Итак, семантика имени сталкивается с тем, что имя как носитель смысла, имя как сигнификат не отражает мир, а конструирует его в процессе сигнификации. В фокусе такой семантики не отношение имени и вещи, а отношение имени и дискурса. Это теория слова с говорящим субъектом в центре, отношение не логическое, а диалогическое. Языковая конструкция реальности входит в диалог с репрезентацией, с социальной конструкцией реальности.30 По сравнению с социальным познанием (social cognition), языковое знание сугубо локально, локально в квадрате: оно определяется не только культурными особенностями конструирования социального познания, принятого в данной культуре, но и локальными особенностями дискурса - риторическими топосами и позициями, которые данный язык объединяет во внутренней форме своих выражений.

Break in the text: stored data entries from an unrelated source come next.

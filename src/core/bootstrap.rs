//! Wiring of data sources, pipeline and scheduler from configuration

use std::sync::Arc;
use thiserror::Error;
use tracing::{info, warn};

use crate::config::{AppConfig, DataSourceKind};
use crate::core::refresh::{RefreshPipeline, RefreshSettings};
use crate::core::scheduler::{RefreshSchedule, RefreshScheduler, ScheduleError};
use crate::db::PriceDatabase;
use crate::indicators::{IndicatorEngine, IndicatorSettings};
use crate::metrics::Metrics;
use crate::services::error::SourceError;
use crate::services::market_data::{FallbackProvider, MarketDataProvider};
use crate::services::symbols::{StaticSymbols, SymbolFormat, SymbolSource};
use crate::services::yahoo::{YahooFinanceClient, YahooFinanceProvider};

#[derive(Debug, Error)]
pub enum BootstrapError {
    #[error("failed to build quote API client: {0}")]
    Client(#[from] SourceError),
    #[error(transparent)]
    Schedule(#[from] ScheduleError),
}

/// Resolved data sources
pub struct DataSources {
    pub provider: Arc<dyn MarketDataProvider>,
    pub symbols: Arc<dyn SymbolSource>,
    /// Present whenever the database is part of the chain
    pub database: Option<Arc<PriceDatabase>>,
}

fn yahoo_provider(config: &AppConfig) -> Result<Arc<YahooFinanceProvider>, SourceError> {
    let client = YahooFinanceClient::new(&config.yahoo_base_url, config.fetch_timeout)?;
    Ok(Arc::new(YahooFinanceProvider::new(client)))
}

/// Connect the configured sources.
///
/// A database that cannot be reached at start-up is not fatal: with a
/// fallback configured the quote API takes over, otherwise the handle
/// keeps trying to reconnect on each cycle.
pub async fn connect_sources(config: &AppConfig) -> Result<DataSources, BootstrapError> {
    let format = SymbolFormat::new(config.symbol_suffix.clone());
    let static_symbols: Arc<dyn SymbolSource> = Arc::new(StaticSymbols::new(config.symbols.clone()));

    if !config.data_source.uses_database() {
        info!(source = "yahoo", "Using quote API for market data");
        return Ok(DataSources {
            provider: yahoo_provider(config)?,
            symbols: static_symbols,
            database: None,
        });
    }

    let connected = PriceDatabase::connect(config.database.clone(), format.clone()).await;
    match (config.data_source, connected) {
        (DataSourceKind::DatabaseWithFallback, Ok(db)) => {
            let db = Arc::new(db);
            info!(source = "database_with_fallback", "Using database with quote API fallback");
            Ok(DataSources {
                provider: Arc::new(FallbackProvider::new(db.clone(), yahoo_provider(config)?)),
                symbols: db.clone(),
                database: Some(db),
            })
        }
        (DataSourceKind::DatabaseWithFallback, Err(e)) => {
            warn!(error = %e, "Database unreachable, degrading to quote API");
            Ok(DataSources {
                provider: yahoo_provider(config)?,
                symbols: static_symbols,
                database: None,
            })
        }
        (_, connected) => {
            let db = match connected {
                Ok(db) => db,
                Err(e) => {
                    warn!(error = %e, "Database unreachable at start-up, will retry each cycle");
                    PriceDatabase::new(config.database.clone(), format)
                }
            };
            let db = Arc::new(db);
            info!(source = "database", "Using database for market data");
            Ok(DataSources {
                provider: db.clone(),
                symbols: db.clone(),
                database: Some(db),
            })
        }
    }
}

pub fn refresh_settings(config: &AppConfig) -> RefreshSettings {
    RefreshSettings {
        interval: config.bar_interval,
        lookback_bars: config.lookback_bars,
        fetch_timeout: config.fetch_timeout,
        concurrency: config.fetch_concurrency,
        format: SymbolFormat::new(config.symbol_suffix.clone()),
        default_symbols: config.symbols.clone(),
    }
}

pub fn build_pipeline(
    config: &AppConfig,
    sources: &DataSources,
    metrics: Option<Arc<Metrics>>,
) -> RefreshPipeline {
    let pipeline = RefreshPipeline::new(
        sources.provider.clone(),
        sources.symbols.clone(),
        IndicatorEngine::new(IndicatorSettings::default()),
        refresh_settings(config),
    );
    match metrics {
        Some(m) => pipeline.with_metrics(m),
        None => pipeline,
    }
}

pub fn build_scheduler(
    config: &AppConfig,
    sources: &DataSources,
    metrics: Option<Arc<Metrics>>,
) -> Result<RefreshScheduler, BootstrapError> {
    let schedule = RefreshSchedule::from_config(&config.refresh)?;
    let pipeline = build_pipeline(config, sources, metrics.clone());
    Ok(RefreshScheduler::new(pipeline, schedule, metrics))
}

Локальность (т. е. относительность) языкового знания проявляет себя в релятивности систем языковой классификации. Уже стало избитым штампом обращаться в качестве иллюстрации этого тезиса к знаменитому рассказу Хорхе Луиса Борхеса „Аналитический язык Джона Уилкинса", где приводится „китайская классификация" животных, которые подразделяются на „а) принадлежащих Императору, б) бальзамированных, в) прирученных, г) молочных поросят [...]" и так далее.31 Именно этот отрывок, вернее - „смех, прозвучавший под влиянием его чтения, смех, который колеблет все привычки нашего мышления" - вдохновил Мишеля Фуко на написание „Слов и вещей".32 Фуко пишет:

Предел нашего мышления - то есть совершенная невозможность мыслить таким образом - вот что сразу же открывается нашему взору, восхищенному этой таксономией; вот какое экзотическое очарование иного способа мыслить предстает перед нами под покровом аполога.33

Однако „экзотическое очарование иного способа мыслить" охватывает нас не только при чтении борхесовских вымыслов, но и при чтении научных трудов по антропологии и этнолингвистике. Не менее „очаровательная" таксономия предстает перед нами в работе Джорджа Лейкоффа „Женщины, огонь и опасные вещи",34 где эти три - на европейский взгляд несовместимые - категории объединяются в один класс грамматическим членением одного из реально существующих австралийских языков. „Очарование" (или, как говорит Фуко в другом месте, „чудовищность") такой категоризации - это реальное переживание опыта столкновения с чужим локальным знанием. Это чужое знание фундировано иной рациональностью, в нем подрывается незыблемость нашей веры в основания собственного мышления, особенно если мы склонны принимать собственное за всеобщее. В этом знании перед нами предстает не только иной миф, но и иной мир.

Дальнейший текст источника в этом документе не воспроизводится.